**PROBLEM TO WORK ON:**
Where the word "ProxyLimits" occurs in a line of the data, return the whole line.

**Stored data:**
----

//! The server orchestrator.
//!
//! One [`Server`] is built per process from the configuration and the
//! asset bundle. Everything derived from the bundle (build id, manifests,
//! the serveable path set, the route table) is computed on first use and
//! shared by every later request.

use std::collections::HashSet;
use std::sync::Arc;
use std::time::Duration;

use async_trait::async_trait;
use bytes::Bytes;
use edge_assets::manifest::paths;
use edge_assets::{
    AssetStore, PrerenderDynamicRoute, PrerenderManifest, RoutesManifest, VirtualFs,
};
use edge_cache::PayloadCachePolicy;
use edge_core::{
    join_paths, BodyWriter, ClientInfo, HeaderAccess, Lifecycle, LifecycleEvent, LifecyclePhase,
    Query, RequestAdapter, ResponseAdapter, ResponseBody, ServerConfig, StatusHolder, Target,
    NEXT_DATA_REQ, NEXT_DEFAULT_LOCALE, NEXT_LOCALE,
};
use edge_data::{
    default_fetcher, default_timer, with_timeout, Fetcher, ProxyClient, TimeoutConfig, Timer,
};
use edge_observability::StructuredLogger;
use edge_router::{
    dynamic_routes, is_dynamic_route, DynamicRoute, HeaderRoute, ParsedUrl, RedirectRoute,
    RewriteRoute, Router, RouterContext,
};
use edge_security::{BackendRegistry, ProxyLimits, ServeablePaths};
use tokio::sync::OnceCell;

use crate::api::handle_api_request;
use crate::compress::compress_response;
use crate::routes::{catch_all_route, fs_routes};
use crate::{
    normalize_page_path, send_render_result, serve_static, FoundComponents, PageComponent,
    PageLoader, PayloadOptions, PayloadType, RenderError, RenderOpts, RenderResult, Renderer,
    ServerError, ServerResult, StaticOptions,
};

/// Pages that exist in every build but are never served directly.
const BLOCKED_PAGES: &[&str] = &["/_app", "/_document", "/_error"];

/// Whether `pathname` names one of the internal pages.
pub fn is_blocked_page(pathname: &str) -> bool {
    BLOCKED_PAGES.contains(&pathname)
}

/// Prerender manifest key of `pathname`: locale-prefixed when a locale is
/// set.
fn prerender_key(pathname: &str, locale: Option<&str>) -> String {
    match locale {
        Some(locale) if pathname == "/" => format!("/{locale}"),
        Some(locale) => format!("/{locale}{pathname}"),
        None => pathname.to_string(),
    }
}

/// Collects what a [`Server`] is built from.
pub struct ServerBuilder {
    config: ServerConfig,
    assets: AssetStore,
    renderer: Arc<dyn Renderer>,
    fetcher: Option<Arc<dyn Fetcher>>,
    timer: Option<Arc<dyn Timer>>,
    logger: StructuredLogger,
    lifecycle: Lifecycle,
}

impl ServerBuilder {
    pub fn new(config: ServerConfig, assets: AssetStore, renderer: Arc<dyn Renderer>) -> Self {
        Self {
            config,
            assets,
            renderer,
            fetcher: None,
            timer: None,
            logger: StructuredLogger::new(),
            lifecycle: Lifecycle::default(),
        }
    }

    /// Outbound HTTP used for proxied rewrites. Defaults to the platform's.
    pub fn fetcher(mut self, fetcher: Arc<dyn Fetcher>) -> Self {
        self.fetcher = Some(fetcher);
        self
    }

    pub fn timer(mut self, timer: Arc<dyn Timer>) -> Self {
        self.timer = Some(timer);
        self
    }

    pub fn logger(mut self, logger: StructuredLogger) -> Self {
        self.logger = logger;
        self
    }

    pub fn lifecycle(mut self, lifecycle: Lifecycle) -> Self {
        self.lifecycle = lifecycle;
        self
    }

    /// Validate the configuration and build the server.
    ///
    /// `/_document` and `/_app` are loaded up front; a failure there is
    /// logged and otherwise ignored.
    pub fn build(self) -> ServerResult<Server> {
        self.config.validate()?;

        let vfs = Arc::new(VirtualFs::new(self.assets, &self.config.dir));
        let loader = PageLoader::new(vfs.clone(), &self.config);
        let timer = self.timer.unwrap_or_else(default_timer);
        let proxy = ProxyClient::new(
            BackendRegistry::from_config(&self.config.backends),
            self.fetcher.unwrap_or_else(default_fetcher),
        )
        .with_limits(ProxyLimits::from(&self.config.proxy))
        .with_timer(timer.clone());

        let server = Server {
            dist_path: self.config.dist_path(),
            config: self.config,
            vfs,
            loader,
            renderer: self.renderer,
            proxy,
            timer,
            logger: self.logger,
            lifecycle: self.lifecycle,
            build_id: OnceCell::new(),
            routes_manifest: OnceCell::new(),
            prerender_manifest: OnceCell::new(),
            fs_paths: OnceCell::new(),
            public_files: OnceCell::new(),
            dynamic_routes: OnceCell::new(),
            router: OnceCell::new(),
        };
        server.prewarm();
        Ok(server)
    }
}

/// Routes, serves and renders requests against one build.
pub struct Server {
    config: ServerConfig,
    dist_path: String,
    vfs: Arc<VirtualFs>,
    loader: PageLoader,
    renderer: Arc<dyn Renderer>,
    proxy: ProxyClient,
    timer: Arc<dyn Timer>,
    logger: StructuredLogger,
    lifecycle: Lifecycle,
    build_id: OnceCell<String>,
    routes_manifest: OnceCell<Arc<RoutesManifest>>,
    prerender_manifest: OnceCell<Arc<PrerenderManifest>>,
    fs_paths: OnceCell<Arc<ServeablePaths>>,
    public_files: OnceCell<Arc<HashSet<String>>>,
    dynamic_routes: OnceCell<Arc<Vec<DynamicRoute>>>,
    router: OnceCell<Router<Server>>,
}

----

**WRITTEN SOLUTION:**
use edge_security::{BackendRegistry, ProxyLimits, ServeablePaths};
        .with_limits(ProxyLimits::from(&self.config.proxy))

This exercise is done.